Re: [f2fs-dev] [PATCH] f2fs: avoid deadlock in gc thread under low memory

All of lore.kernel.org
 help / color / mirror / Atom feed

From: Jaegeuk Kim <jaegeuk@kernel.org>
To: Wu Yan <wu-yan@tcl.com>
Cc: tang.ding@tcl.com, linux-kernel@vger.kernel.org,
	linux-f2fs-devel@lists.sourceforge.net
Subject: Re: [f2fs-dev] [PATCH] f2fs: avoid deadlock in gc thread under low memory
Date: Wed, 13 Apr 2022 19:18:04 -0700	[thread overview]
Message-ID: <YleEXOHl1Vhlr3x3@google.com> (raw)
In-Reply-To: <39c4ded0-09c0-3e38-85cb-5535099b177d@tcl.com>

On 04/14, Wu Yan wrote:
> On 4/14/22 01:00, Jaegeuk Kim wrote:
> > On 04/13, Rokudo Yan wrote:
> > > There is a potential deadlock in gc thread may happen
> > > under low memory as below:
> > > 
> > > gc_thread_func
> > >   -f2fs_gc
> > >    -do_garbage_collect
> > >     -gc_data_segment
> > >      -move_data_block
> > >       -set_page_writeback(fio.encrypted_page);
> > >       -f2fs_submit_page_write
> > > as f2fs_submit_page_write try to do io merge when possible, so the
> > > encrypted_page is marked PG_writeback but may not submit to block
> > > layer immediately, if system enter low memory when gc thread try
> > > to move next data block, it may do direct reclaim and enter fs layer
> > > as below:
> > >     -move_data_block
> > >      -f2fs_grab_cache_page(index=?, for_write=false)
> > >       -grab_cache_page
> > >        -find_or_create_page
> > >         -pagecache_get_page
> > >          -__page_cache_alloc --  __GFP_FS is set
> > >           -alloc_pages_node
> > >            -__alloc_pages
> > >             -__alloc_pages_slowpath
> > >              -__alloc_pages_direct_reclaim
> > >               -__perform_reclaim
> > >                -try_to_free_pages
> > >                 -do_try_to_free_pages
> > >                  -shrink_zones
> > >                   -mem_cgroup_soft_limit_reclaim
> > >                    -mem_cgroup_soft_reclaim
> > >                     -mem_cgroup_shrink_node
> > >                      -shrink_node_memcg
> > >                       -shrink_list
> > >                        -shrink_inactive_list
> > >                         -shrink_page_list
> > >                          -wait_on_page_writeback -- the page is marked
> > >                         writeback during previous move_data_block call
> > > 
> > > the gc thread wait for the encrypted_page writeback complete,
> > > but as gc thread held sbi->gc_lock, the writeback & sync thread
> > > may blocked waiting for sbi->gc_lock, so the bio contain the
> > > encrypted_page may nerver submit to block layer and complete the
> > > writeback, which cause deadlock.
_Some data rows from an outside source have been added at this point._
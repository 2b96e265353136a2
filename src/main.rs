use clap::{Parser, Subcommand};
use colored::Colorize;
use ops_assistant::protocol::TaskResponse;
use ops_assistant::{Agent, OperationsAgent, RuntimeError, Settings};
use serde::Serialize;
use serde_json::json;
use std::process::ExitCode;

const EXAMPLE_TASKS: &[&str] = &[
    "Find top 3 Python GitHub repos and tell me the weather in Bangalore",
    "Show trending AI repositories and weather in Delhi",
    "Get best machine learning repositories and weather in Mumbai",
];

/// Multi-agent operations assistant: plan, execute, verify.
#[derive(Parser)]
#[command(name = "ops-assistant", version)]
struct Cli {
    #[command(subcommand)]
    command: Command,
}

#[derive(Subcommand)]
enum Command {
    /// Run a natural-language task through the planner, executor and verifier
    Run {
        task: String,
        /// Print each stage under its own heading instead of one JSON document
        #[arg(long)]
        pretty: bool,
    },
    /// Check that API keys are configured
    Check,
    /// List example tasks
    Examples,
}

fn main() -> ExitCode {
    env_logger::Builder::from_env(env_logger::Env::default().default_filter_or("info")).init();

    let cli = Cli::parse();
    let settings = Settings::from_env();

    match cli.command {
        Command::Run { task, pretty } => match run_task(&settings, &task) {
            Ok(output) => {
                print_response(&output, pretty);
                ExitCode::SUCCESS
            }
            Err(err) => {
                eprintln!("{}", json!({ "detail": format!("Task execution failed: {err}") }));
                ExitCode::FAILURE
            }
        },
        Command::Check => check_setup(&settings),
        Command::Examples => {
            for task in EXAMPLE_TASKS {
                println!("{task}");
            }
            ExitCode::SUCCESS
        }
    }
}

fn run_task(settings: &Settings, task: &str) -> Result<TaskResponse, RuntimeError> {
    let agent = OperationsAgent::from_settings(settings)?;
    agent.run(task)
}

fn print_response(response: &TaskResponse, pretty: bool) {
    if !pretty {
        println!("{}", to_pretty_json(response));
        return;
    }

    println!("{}\n{}", "--- PLAN ---".cyan().bold(), to_pretty_json(&response.plan));
    println!(
        "{}\n{}",
        "--- EXECUTION ---".cyan().bold(),
        to_pretty_json(&response.execution_results)
    );
    println!(
        "{}\n{}",
        "--- FINAL OUTPUT ---".cyan().bold(),
        to_pretty_json(&response.final_output)
    );
}

fn to_pretty_json<T: Serialize>(value: &T) -> String {
    serde_json::to_string_pretty(value).unwrap_or_else(|err| format!("<unserializable: {err}>"))
}

fn check_setup(settings: &Settings) -> ExitCode {
    let report = settings.check();

    println!("{}", "Checking environment variables...".bold());
    for (name, masked) in &report.configured {
        println!("  {name}: {masked} {}", "✓".green());
    }

    if !report.issues.is_empty() {
        println!("\n{}", "ISSUES FOUND:".red().bold());
        for issue in &report.issues {
            println!("  • {issue}");
        }
    }
    if !report.warnings.is_empty() {
        println!("\n{}", "WARNINGS:".yellow().bold());
        for warning in &report.warnings {
            println!("  • {warning}");
        }
    }

    if report.is_ready() {
        println!("\n{}", "All required keys are set.".green().bold());
        ExitCode::SUCCESS
    } else {
        println!("\nFix these issues before running a task.");
        ExitCode::FAILURE
    }
}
To avoid this deadlock condition,
> > > we mark the gc thread with PF_MEMALLOC_NOFS flag, then it will nerver
> > > enter fs layer when try to alloc cache page during move_data_block.
> > > 
> > > Signed-off-by: Rokudo Yan <wu-yan@tcl.com>
> > > ---
> > >   fs/f2fs/gc.c | 6 ++++++
> > >   1 file changed, 6 insertions(+)
> > > 
> > > diff --git a/fs/f2fs/gc.c b/fs/f2fs/gc.c
> > > index e020804f7b07..cc71f77b98c8 100644
> > > --- a/fs/f2fs/gc.c
> > > +++ b/fs/f2fs/gc.c
> > > @@ -38,6 +38,12 @@ static int gc_thread_func(void *data)
> > >   	wait_ms = gc_th->min_sleep_time;
> > > +	/*
> > > +	 * Make sure that no allocations from gc thread will ever
> > > +	 * recurse to the fs layer to avoid deadlock as it will
> > > +	 * hold sbi->gc_lock during garbage collection
> > > +	 */
> > > +	memalloc_nofs_save();
> > 
> > I think this cannot cover all the f2fs_gc() call cases. Can we just avoid by:
> > 
> > --- a/fs/f2fs/gc.c
> > +++ b/fs/f2fs/gc.c
> > @@ -1233,7 +1233,7 @@ static int move_data_block(struct inode *inode, block_t bidx,
> >                                  CURSEG_ALL_DATA_ATGC : CURSEG_COLD_DATA;
> > 
> >          /* do not read out */
> > -       page = f2fs_grab_cache_page(inode->i_mapping, bidx, false);
> > +       page = f2fs_grab_cache_page(inode->i_mapping, bidx, true);
> >          if (!page)
> >                  return -ENOMEM;
> > 
> > Thanks,
> > 
> > >   	set_freezable();
> > >   	do {
> > >   		bool sync_mode, foreground = false;
> > > -- 
> > > 2.25.1
> 
> Hi, Jaegeuk
> 
> I'm not sure if any other case may trigger the issue, but the stack traces I
> have caught so far are all the same as below:
> 
> f2fs_gc-253:12  D 226966.808196 572 302561 150976 0x1200840 0x0 572
> 237207473347056
> <ffffff889d88668c> __switch_to+0x134/0x150
> <ffffff889e764b6c> __schedule+0xd5c/0x1100
> <ffffff889e76554c> io_schedule+0x90/0xc0
> <ffffff889d9fb880> wait_on_page_bit+0x194/0x208
> <ffffff889da167b4> shrink_page_list+0x62c/0xe74
> <ffffff889da1d354> shrink_inactive_list+0x2c0/0x698
> <ffffff889da181f4> shrink_node_memcg+0x3dc/0x97c
> <ffffff889da17d44> mem_cgroup_shrink_node+0x144/0x218
> <ffffff889da6610c> mem_cgroup_soft_limit_reclaim+0x188/0x47c
> <ffffff889da17a40> do_try_to_free_pages+0x204/0x3a0
> <ffffff889da176c8> try_to_free_pages+0x35c/0x4d0
> <ffffff889da05d60> __alloc_pages_nodemask+0x7a4/0x10d0
> <ffffff889d9fc82c> pagecache_get_page+0x184/0x2ec

Is this deadlock trying to grab a lock, instead of waiting for writeback?
Could you share all the backtraces of the tasks?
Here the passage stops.